_Task prompt_. For the entries below, print exactly the lines between the line holding "let now = Utc::now();" and the line holding "input: message texts", inclusive, and nothing else.

Start of Dataset extract

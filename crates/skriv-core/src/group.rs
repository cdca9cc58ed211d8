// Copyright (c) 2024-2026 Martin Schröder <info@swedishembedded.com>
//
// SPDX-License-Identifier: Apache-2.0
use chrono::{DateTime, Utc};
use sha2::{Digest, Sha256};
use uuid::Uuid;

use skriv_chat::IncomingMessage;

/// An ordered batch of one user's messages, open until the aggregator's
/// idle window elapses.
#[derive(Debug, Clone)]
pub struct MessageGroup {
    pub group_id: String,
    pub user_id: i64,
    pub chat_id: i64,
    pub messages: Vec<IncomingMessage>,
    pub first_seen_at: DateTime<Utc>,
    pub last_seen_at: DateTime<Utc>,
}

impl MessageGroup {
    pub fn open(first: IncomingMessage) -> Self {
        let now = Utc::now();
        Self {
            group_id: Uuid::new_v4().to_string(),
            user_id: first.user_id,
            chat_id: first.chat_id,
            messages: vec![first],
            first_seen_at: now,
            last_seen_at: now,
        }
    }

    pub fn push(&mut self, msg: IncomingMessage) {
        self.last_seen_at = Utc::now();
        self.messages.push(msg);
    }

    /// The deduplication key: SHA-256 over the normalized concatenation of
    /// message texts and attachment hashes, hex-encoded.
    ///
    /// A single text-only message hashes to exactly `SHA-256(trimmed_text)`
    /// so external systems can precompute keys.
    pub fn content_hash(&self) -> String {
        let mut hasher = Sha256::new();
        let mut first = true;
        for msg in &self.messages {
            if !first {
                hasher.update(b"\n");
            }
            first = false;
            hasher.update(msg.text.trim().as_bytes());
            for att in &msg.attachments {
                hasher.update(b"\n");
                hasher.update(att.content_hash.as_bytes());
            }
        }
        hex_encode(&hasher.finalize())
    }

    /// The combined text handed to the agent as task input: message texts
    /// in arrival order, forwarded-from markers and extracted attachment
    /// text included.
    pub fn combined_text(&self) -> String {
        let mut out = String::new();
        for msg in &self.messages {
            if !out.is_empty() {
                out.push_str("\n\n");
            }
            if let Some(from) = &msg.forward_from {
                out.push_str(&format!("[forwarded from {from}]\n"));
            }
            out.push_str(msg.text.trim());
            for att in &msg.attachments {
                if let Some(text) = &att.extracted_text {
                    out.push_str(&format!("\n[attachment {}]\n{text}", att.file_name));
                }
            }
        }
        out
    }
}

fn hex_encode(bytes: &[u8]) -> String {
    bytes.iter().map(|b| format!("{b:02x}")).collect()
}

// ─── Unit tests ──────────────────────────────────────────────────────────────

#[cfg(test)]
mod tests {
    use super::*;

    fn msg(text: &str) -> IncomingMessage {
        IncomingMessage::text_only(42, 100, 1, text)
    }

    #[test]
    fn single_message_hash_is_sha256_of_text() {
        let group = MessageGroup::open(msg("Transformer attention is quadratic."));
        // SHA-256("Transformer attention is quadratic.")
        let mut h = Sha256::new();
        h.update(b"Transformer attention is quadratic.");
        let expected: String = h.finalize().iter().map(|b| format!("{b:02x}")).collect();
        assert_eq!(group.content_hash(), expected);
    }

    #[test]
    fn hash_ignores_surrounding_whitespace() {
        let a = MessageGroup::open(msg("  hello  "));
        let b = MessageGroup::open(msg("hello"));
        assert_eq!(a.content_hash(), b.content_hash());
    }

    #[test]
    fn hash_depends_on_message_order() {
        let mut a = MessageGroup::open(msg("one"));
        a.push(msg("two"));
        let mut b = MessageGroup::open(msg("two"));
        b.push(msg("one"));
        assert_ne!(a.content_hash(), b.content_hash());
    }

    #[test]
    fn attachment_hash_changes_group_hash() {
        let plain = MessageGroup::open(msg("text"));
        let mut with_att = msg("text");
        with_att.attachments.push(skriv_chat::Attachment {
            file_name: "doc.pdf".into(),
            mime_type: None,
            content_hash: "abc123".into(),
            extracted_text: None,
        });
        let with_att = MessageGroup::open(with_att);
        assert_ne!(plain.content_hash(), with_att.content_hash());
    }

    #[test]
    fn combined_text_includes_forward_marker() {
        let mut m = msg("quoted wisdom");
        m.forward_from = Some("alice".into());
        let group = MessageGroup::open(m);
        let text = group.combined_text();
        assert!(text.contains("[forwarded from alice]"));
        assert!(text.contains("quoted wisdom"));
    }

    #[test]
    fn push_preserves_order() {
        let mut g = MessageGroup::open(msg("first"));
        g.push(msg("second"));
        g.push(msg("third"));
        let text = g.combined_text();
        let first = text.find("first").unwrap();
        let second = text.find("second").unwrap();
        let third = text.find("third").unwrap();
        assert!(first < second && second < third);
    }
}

End of Dataset extract

_Task result_.
        let now = Utc::now();
        Self {
            group_id: Uuid::new_v4().to_string(),
            user_id: first.user_id,
            chat_id: first.chat_id,
            messages: vec![first],
            first_seen_at: now,
            last_seen_at: now,
        }
    }

    pub fn push(&mut self, msg: IncomingMessage) {
        self.last_seen_at = Utc::now();
        self.messages.push(msg);
    }

    /// The deduplication key: SHA-256 over the normalized concatenation of
    /// message texts and attachment hashes, hex-encoded.
    ///
    /// A single text-only message hashes to exactly `SHA-256(trimmed_text)`
    /// so external systems can precompute keys.
    pub fn content_hash(&self) -> String {
        let mut hasher = Sha256::new();
        let mut first = true;
        for msg in &self.messages {
            if !first {
                hasher.update(b"\n");
            }
            first = false;
            hasher.update(msg.text.trim().as_bytes());
            for att in &msg.attachments {
                hasher.update(b"\n");
                hasher.update(att.content_hash.as_bytes());
            }
        }
        hex_encode(&hasher.finalize())
    }

    /// The combined text handed to the agent as task input: message texts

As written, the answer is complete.